Extracted data entries
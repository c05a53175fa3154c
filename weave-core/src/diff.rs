//! Diff models shared by the merge editor and the diff viewer.
//!
//! Two independent pieces live here:
//! - [`parse_diff_blocks`]: the SEARCH/REPLACE conflict-marker parser.
//! - [`side_by_side`]: a read-only two-column line diff with word-level
//!   emphasis, computed with `similar`.

use similar::{ChangeTag, DiffTag, TextDiff};

pub const SEARCH_MARKER: &str = "<<<<<<< SEARCH";
pub const SEPARATOR_MARKER: &str = "=======";
pub const REPLACE_MARKER: &str = ">>>>>>> REPLACE";

/// Half-open range of marker line indices.
///
/// For the search side `start` is the `SEARCH` marker and `end` the separator;
/// for the replace side `start` is the separator and `end` the `REPLACE`
/// marker. The literal text therefore sits strictly between `start` and `end`.
#[derive(Debug, Clone, Copy, PartialEq, Eq)]
pub struct LineSpan {
    pub start: usize,
    pub end: usize,
}

#[derive(Debug, Clone, Copy, PartialEq, Eq)]
pub struct DiffBlock {
    pub search: LineSpan,
    pub replace: LineSpan,
}

/// Finds every complete `SEARCH / ======= / REPLACE` block in `content`.
///
/// Blocks missing their separator or closing marker are ignored.
pub fn parse_diff_blocks(content: &str) -> Vec<DiffBlock> {
    let mut blocks = Vec::new();
    let mut search_start: Option<usize> = None;
    let mut separator: Option<usize> = None;

    for (idx, line) in content.split('\n').enumerate() {
        let line = line.trim_end_matches('\r');
        if line.trim() == SEARCH_MARKER {
            search_start = Some(idx);
            separator = None;
        } else if line.trim() == SEPARATOR_MARKER && search_start.is_some() && separator.is_none() {
            separator = Some(idx);
        } else if line.trim() == REPLACE_MARKER {
            if let (Some(start), Some(sep)) = (search_start, separator) {
                blocks.push(DiffBlock {
                    search: LineSpan { start, end: sep },
                    replace: LineSpan { start: sep, end: idx },
                });
            }
            search_start = None;
            separator = None;
        }
    }

    blocks
}

/// True when `content` holds at least one complete conflict block.
pub fn has_diff_content(content: &str) -> bool {
    !parse_diff_blocks(content).is_empty()
}

#[derive(Debug, Clone, Copy, PartialEq, Eq)]
pub enum RowKind {
    Equal,
    Delete,
    Insert,
    Replace,
}

/// A run of text within one side of a row.
#[derive(Debug, Clone, PartialEq, Eq)]
pub struct Segment {
    pub text: String,
    /// Part of a word-level change inside a replaced line.
    pub emphasized: bool,
}

/// One visual row of the side-by-side view.
///
/// Line numbers are 1-based; `None` marks the blank side of an insert/delete.
#[derive(Debug, Clone, PartialEq, Eq)]
pub struct DiffRow {
    pub kind: RowKind,
    pub old_lineno: Option<usize>,
    pub old: Vec<Segment>,
    pub new_lineno: Option<usize>,
    pub new: Vec<Segment>,
}

/// Counts of changed lines, shown in the viewer title.
#[derive(Debug, Clone, Copy, Default, PartialEq, Eq)]
pub struct DiffStats {
    pub added: usize,
    pub removed: usize,
}

pub fn stats(rows: &[DiffRow]) -> DiffStats {
    rows.iter().fold(DiffStats::default(), |mut acc, row| {
        if row.old_lineno.is_some() && row.kind != RowKind::Equal {
            acc.removed += 1;
        }
        if row.new_lineno.is_some() && row.kind != RowKind::Equal {
            acc.added += 1;
        }
        acc
    })
}

/// Computes side-by-side rows for `old` vs `new`.
///
/// Replaced regions are paired line by line; each pair gets a word-level diff
/// so only the changed words are emphasized.
pub fn side_by_side(old: &str, new: &str) -> Vec<DiffRow> {
    let old_lines: Vec<&str> = old.lines().collect();
    let new_lines: Vec<&str> = new.lines().collect();
    let diff = TextDiff::from_lines(old, new);
    let mut rows = Vec::new();

    for op in diff.ops() {
        let old_range = op.old_range();
        let new_range = op.new_range();
        match op.tag() {
            DiffTag::Equal => {
                for (o, n) in old_range.zip(new_range) {
                    rows.push(DiffRow {
                        kind: RowKind::Equal,
                        old_lineno: Some(o + 1),
                        old: plain(old_lines.get(o).copied().unwrap_or_default()),
                        new_lineno: Some(n + 1),
                        new: plain(new_lines.get(n).copied().unwrap_or_default()),
                    });
                }
            }
            DiffTag::Delete => {
                for o in old_range {
                    rows.push(DiffRow {
                        kind: RowKind::Delete,
                        old_lineno: Some(o + 1),
                        old: plain(old_lines.get(o).copied().unwrap_or_default()),
                        new_lineno: None,
                        new: Vec::new(),
                    });
                }
            }
            DiffTag::Insert => {
                for n in new_range {
                    rows.push(DiffRow {
                        kind: RowKind::Insert,
                        old_lineno: None,
                        old: Vec::new(),
                        new_lineno: Some(n + 1),
                        new: plain(new_lines.get(n).copied().unwrap_or_default()),
                    });
                }
            }
            DiffTag::Replace => {
                let pairs = old_range.len().max(new_range.len());
                for k in 0..pairs {
                    let o = (k < old_range.len()).then(|| old_range.start + k);
                    let n = (k < new_range.len()).then(|| new_range.start + k);
                    let old_text = o.and_then(|i| old_lines.get(i).copied());
                    let new_text = n.and_then(|i| new_lines.get(i).copied());
                    let (old_segs, new_segs) = match (old_text, new_text) {
                        (Some(a), Some(b)) => word_segments(a, b),
                        (Some(a), None) => (plain(a), Vec::new()),
                        (None, Some(b)) => (Vec::new(), plain(b)),
                        (None, None) => (Vec::new(), Vec::new()),
                    };
                    rows.push(DiffRow {
                        kind: RowKind::Replace,
                        old_lineno: o.map(|i| i + 1),
                        old: old_segs,
                        new_lineno: n.map(|i| i + 1),
                        new: new_segs,
                    });
                }
            }
        }
    }

    rows
}

fn plain(text: &str) -> Vec<Segment> {
    vec![Segment { text: text.to_owned(), emphasized: false }]
}

/// Word-level diff of a replaced line pair, merged into runs.
fn word_segments(old_line: &str, new_line: &str) -> (Vec<Segment>, Vec<Segment>) {
    let diff = TextDiff::from_words(old_line, new_line);
    let mut old_segs: Vec<Segment> = Vec::new();
    let mut new_segs: Vec<Segment> = Vec::new();

    for change in diff.iter_all_changes() {
        let text = change.value();
        match change.tag() {
            ChangeTag::Equal => {
                push_segment(&mut old_segs, text, false);
                push_segment(&mut new_segs, text, false);
            }
            ChangeTag::Delete => push_segment(&mut old_segs, text, true),
            ChangeTag::Insert => push_segment(&mut new_segs, text, true),
        }
    }
    (old_segs, new_segs)
}

fn push_segment(segs: &mut Vec<Segment>, text: &str, emphasized: bool) {
    match segs.last_mut() {
        Some(last) if last.emphasized == emphasized => last.text.push_str(text),
        _ => segs.push(Segment { text: text.to_owned(), emphasized }),
    }
}

#[cfg(test)]
mod tests {
    use super::*;

    #[test]
    fn parses_single_block_spans() {
        let doc = "<<<<<<< SEARCH\na\nb\n=======\nc\n>>>>>>> REPLACE";
        let blocks = parse_diff_blocks(doc);
        assert_eq!(
            blocks,
            vec![DiffBlock {
                search: LineSpan { start: 0, end: 3 },
                replace: LineSpan { start: 3, end: 5 },
            }]
        );
        assert!(has_diff_content(doc));
    }

    #[test]
    fn incomplete_block_is_ignored() {
        assert!(parse_diff_blocks("<<<<<<< SEARCH\na\n=======\nb").is_empty());
        assert!(!has_diff_content("======="));
    }

    #[test]
    fn multiple_blocks_in_one_document() {
        let doc = "x\n<<<<<<< SEARCH\na\n=======\nb\n>>>>>>> REPLACE\ny\n<<<<<<< SEARCH\nc\n=======\nd\n>>>>>>> REPLACE";
        assert_eq!(parse_diff_blocks(doc).len(), 2);
    }

    #[test]
    fn side_by_side_marks_changes() {
        let old = "keep\nlet total = 0;\ngone\n";
        let new = "keep\nlet total = 10;\n";
        let rows = side_by_side(old, new);
        assert_eq!(rows[0].kind, RowKind::Equal);
        let replaced = rows.iter().find(|r| r.kind == RowKind::Replace && r.new_lineno == Some(2)).unwrap();
        assert!(replaced.new.iter().any(|s| s.emphasized && s.text.contains("10")));
        assert!(replaced.old.iter().any(|s| !s.emphasized && s.text.contains("total")));
        let st = stats(&rows);
        assert_eq!(st.added, 1);
        assert_eq!(st.removed, 2);
    }

    #[test]
    fn identical_texts_have_only_equal_rows() {
        let rows = side_by_side("a\nb", "a\nb");
        assert!(rows.iter().all(|r| r.kind == RowKind::Equal));
        assert_eq!(stats(&rows), DiffStats::default());
    }
}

HOW TO COMPLETE THIS TASK. In the entries above, find each line containing the string "contains" and copy it.

EXPECTED ANSWER.
        assert!(replaced.new.iter().any(|s| s.emphasized && s.text.contains("10")));
        assert!(replaced.old.iter().any(|s| !s.emphasized && s.text.contains("total")));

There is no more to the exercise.